Extracted material: Begin

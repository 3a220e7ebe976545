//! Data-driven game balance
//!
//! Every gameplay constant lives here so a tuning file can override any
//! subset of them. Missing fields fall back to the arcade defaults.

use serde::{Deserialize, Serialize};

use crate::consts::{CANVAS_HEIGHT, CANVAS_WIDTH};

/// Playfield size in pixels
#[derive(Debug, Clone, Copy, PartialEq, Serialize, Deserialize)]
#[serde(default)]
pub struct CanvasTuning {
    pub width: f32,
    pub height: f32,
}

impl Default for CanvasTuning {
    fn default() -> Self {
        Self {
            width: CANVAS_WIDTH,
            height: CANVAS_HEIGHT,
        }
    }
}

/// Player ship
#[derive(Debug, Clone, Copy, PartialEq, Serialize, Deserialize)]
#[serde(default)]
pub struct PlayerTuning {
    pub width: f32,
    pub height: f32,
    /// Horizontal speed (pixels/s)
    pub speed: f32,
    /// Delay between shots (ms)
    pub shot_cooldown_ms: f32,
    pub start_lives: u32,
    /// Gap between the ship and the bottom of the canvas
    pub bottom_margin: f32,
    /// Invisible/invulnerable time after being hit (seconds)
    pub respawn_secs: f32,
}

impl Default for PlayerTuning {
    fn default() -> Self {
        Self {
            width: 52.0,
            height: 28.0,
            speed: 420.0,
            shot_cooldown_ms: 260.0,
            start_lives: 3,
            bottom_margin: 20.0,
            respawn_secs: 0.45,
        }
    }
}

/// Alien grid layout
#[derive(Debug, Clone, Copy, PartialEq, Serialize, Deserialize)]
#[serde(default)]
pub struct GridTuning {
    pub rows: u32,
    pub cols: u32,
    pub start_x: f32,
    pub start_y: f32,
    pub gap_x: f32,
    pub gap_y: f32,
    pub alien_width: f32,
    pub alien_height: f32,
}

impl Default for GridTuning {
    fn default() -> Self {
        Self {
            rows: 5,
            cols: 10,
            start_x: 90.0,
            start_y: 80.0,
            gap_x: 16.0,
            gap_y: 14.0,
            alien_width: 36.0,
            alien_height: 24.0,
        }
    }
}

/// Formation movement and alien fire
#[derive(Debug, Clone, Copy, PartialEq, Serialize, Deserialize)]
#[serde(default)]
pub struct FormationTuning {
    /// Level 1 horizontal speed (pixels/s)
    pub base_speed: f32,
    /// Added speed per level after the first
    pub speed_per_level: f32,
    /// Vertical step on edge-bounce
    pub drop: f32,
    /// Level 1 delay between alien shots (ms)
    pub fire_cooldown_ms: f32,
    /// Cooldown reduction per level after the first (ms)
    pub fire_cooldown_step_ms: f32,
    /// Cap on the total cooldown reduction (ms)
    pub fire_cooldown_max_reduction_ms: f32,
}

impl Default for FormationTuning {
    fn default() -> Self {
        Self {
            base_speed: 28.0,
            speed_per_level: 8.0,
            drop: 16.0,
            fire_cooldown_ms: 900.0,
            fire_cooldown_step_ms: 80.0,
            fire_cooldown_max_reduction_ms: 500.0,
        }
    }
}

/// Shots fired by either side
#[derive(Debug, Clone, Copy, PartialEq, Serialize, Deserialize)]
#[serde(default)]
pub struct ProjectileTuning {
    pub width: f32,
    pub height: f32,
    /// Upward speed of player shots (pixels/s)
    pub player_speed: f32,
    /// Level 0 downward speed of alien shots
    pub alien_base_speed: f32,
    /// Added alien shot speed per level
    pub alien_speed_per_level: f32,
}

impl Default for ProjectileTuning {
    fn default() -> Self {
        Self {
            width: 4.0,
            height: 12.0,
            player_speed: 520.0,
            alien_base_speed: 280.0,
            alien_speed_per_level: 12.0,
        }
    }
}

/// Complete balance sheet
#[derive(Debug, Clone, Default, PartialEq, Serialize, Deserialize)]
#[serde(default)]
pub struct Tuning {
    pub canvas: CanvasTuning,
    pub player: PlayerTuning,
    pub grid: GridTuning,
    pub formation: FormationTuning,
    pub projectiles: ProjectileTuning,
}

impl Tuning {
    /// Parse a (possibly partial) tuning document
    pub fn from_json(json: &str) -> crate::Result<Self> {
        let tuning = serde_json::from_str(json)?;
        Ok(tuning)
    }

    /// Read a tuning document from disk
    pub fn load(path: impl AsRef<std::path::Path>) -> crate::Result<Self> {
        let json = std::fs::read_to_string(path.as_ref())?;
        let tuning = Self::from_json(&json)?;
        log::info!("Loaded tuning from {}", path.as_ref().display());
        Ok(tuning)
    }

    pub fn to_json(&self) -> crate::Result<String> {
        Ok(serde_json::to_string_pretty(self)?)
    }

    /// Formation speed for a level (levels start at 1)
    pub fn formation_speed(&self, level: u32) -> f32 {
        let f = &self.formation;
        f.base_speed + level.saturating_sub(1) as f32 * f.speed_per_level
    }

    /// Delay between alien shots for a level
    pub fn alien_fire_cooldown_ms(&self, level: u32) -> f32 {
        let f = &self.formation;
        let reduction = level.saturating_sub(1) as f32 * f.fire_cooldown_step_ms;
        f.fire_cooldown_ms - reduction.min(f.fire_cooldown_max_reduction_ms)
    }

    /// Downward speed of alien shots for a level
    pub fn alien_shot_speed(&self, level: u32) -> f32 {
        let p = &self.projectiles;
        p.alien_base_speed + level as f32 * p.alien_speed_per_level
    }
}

Extracted material: End

Your task is to copy every record exactly.

repository 3a220e7ebe976545
//! Data-driven game balance
//!
//! Every gameplay constant lives here so a tuning file can override any
//! subset of them. Missing fields fall back to the arcade defaults.

use serde::{Deserialize, Serialize};

use crate::consts::{CANVAS_HEIGHT, CANVAS_WIDTH};

/// Playfield size in pixels
#[derive(Debug, Clone, Copy, PartialEq, Serialize, Deserialize)]
#[serde(default)]
pub struct CanvasTuning {
    pub width: f32,
    pub height: f32,
}

impl Default for CanvasTuning {
    fn default() -> Self {
        Self {
            width: CANVAS_WIDTH,
            height: CANVAS_HEIGHT,
        }
    }
}

/// Player ship
#[derive(Debug, Clone, Copy, PartialEq, Serialize, Deserialize)]
#[serde(default)]
pub struct PlayerTuning {
    pub width: f32,
    pub height: f32,
    /// Horizontal speed (pixels/s)
    pub speed: f32,
    /// Delay between shots (ms)
    pub shot_cooldown_ms: f32,
    pub start_lives: u32,
    /// Gap between the ship and the bottom of the canvas
    pub bottom_margin: f32,
    /// Invisible/invulnerable time after being hit (seconds)
    pub respawn_secs: f32,
}

impl Default for PlayerTuning {
    fn default() -> Self {
        Self {
            width: 52.0,
            height: 28.0,
            speed: 420.0,
            shot_cooldown_ms: 260.0,
            start_lives: 3,
            bottom_margin: 20.0,
            respawn_secs: 0.45,
        }
    }
}

/// Alien grid layout
#[derive(Debug, Clone, Copy, PartialEq, Serialize, Deserialize)]
#[serde(default)]
pub struct GridTuning {
    pub rows: u32,
    pub cols: u32,
    pub start_x: f32,
    pub start_y: f32,
    pub gap_x: f32,
    pub gap_y: f32,
    pub alien_width: f32,
    pub alien_height: f32,
}

impl Default for GridTuning {
    fn default() -> Self {
        Self {
            rows: 5,
            cols: 10,
            start_x: 90.0,
            start_y: 80.0,
            gap_x: 16.0,
            gap_y: 14.0,
            alien_width: 36.0,
            alien_height: 24.0,
        }
    }
}

/// Formation movement and alien fire
#[derive(Debug, Clone, Copy, PartialEq, Serialize, Deserialize)]
#[serde(default)]
pub struct FormationTuning {
    /// Level 1 horizontal speed (pixels/s)
    pub base_speed: f32,
    /// Added speed per level after the first
    pub speed_per_level: f32,
    /// Vertical step on edge-bounce
    pub drop: f32,
    /// Level 1 delay between alien shots (ms)
    pub fire_cooldown_ms: f32,
    /// Cooldown reduction per level after the first (ms)
    pub fire_cooldown_step_ms: f32,
    /// Cap on the total cooldown reduction (ms)
    pub fire_cooldown_max_reduction_ms: f32,
}

impl Default for FormationTuning {
    fn default() -> Self {
        Self {
            base_speed: 28.0,
            speed_per_level: 8.0,
            drop: 16.0,
            fire_cooldown_ms: 900.0,
            fire_cooldown_step_ms: 80.0,
            fire_cooldown_max_reduction_ms: 500.0,
        }
    }
}

/// Shots fired by either side
#[derive(Debug, Clone, Copy, PartialEq, Serialize, Deserialize)]
#[serde(default)]
pub struct ProjectileTuning {
    pub width: f32,
    pub height: f32,
    /// Upward speed of player shots (pixels/s)
    pub player_speed: f32,
    /// Level 0 downward speed of alien shots
    pub alien_base_speed: f32,
    /// Added alien shot speed per level
    pub alien_speed_per_level: f32,
}

impl Default for ProjectileTuning {
    fn default() -> Self {
        Self {
            width: 4.0,
            height: 12.0,
            player_speed: 520.0,
            alien_base_speed: 280.0,
            alien_speed_per_level: 12.0,
        }
    }
}

/// Complete balance sheet
#[derive(Debug, Clone, Default, PartialEq, Serialize, Deserialize)]
#[serde(default)]
pub struct Tuning {
    pub canvas: CanvasTuning,
    pub player: PlayerTuning,
    pub grid: GridTuning,
    pub formation: FormationTuning,
    pub projectiles: ProjectileTuning,
}

impl Tuning {
    /// Parse a (possibly partial) tuning document
    pub fn from_json(json: &str) -> crate::Result<Self> {
        let tuning = serde_json::from_str(json)?;
        Ok(tuning)
    }

    /// Read a tuning document from disk
    pub fn load(path: impl AsRef<std::path::Path>) -> crate::Result<Self> {
        let json = std::fs::read_to_string(path.as_ref())?;
        let tuning = Self::from_json(&json)?;
        log::info!("Loaded tuning from {}", path.as_ref().display());
        Ok(tuning)
    }

    pub fn to_json(&self) -> crate::Result<String> {
        Ok(serde_json::to_string_pretty(self)?)
    }

    /// Formation speed for a level (levels start at 1)
    pub fn formation_speed(&self, level: u32) -> f32 {
        let f = &self.formation;
        f.base_speed + level.saturating_sub(1) as f32 * f.speed_per_level
    }

    /// Delay between alien shots for a level
    pub fn alien_fire_cooldown_ms(&self, level: u32) -> f32 {
        let f = &self.formation;
        let reduction = level.saturating_sub(1) as f32 * f.fire_cooldown_step_ms;
        f.fire_cooldown_ms - reduction.min(f.fire_cooldown_max_reduction_ms)
    }

    /// Downward speed of alien shots for a level
    pub fn alien_shot_speed(&self, level: u32) -> f32 {
        let p = &self.projectiles;
        p.alien_base_speed + level as f32 * p.alien_speed_per_level
    }
}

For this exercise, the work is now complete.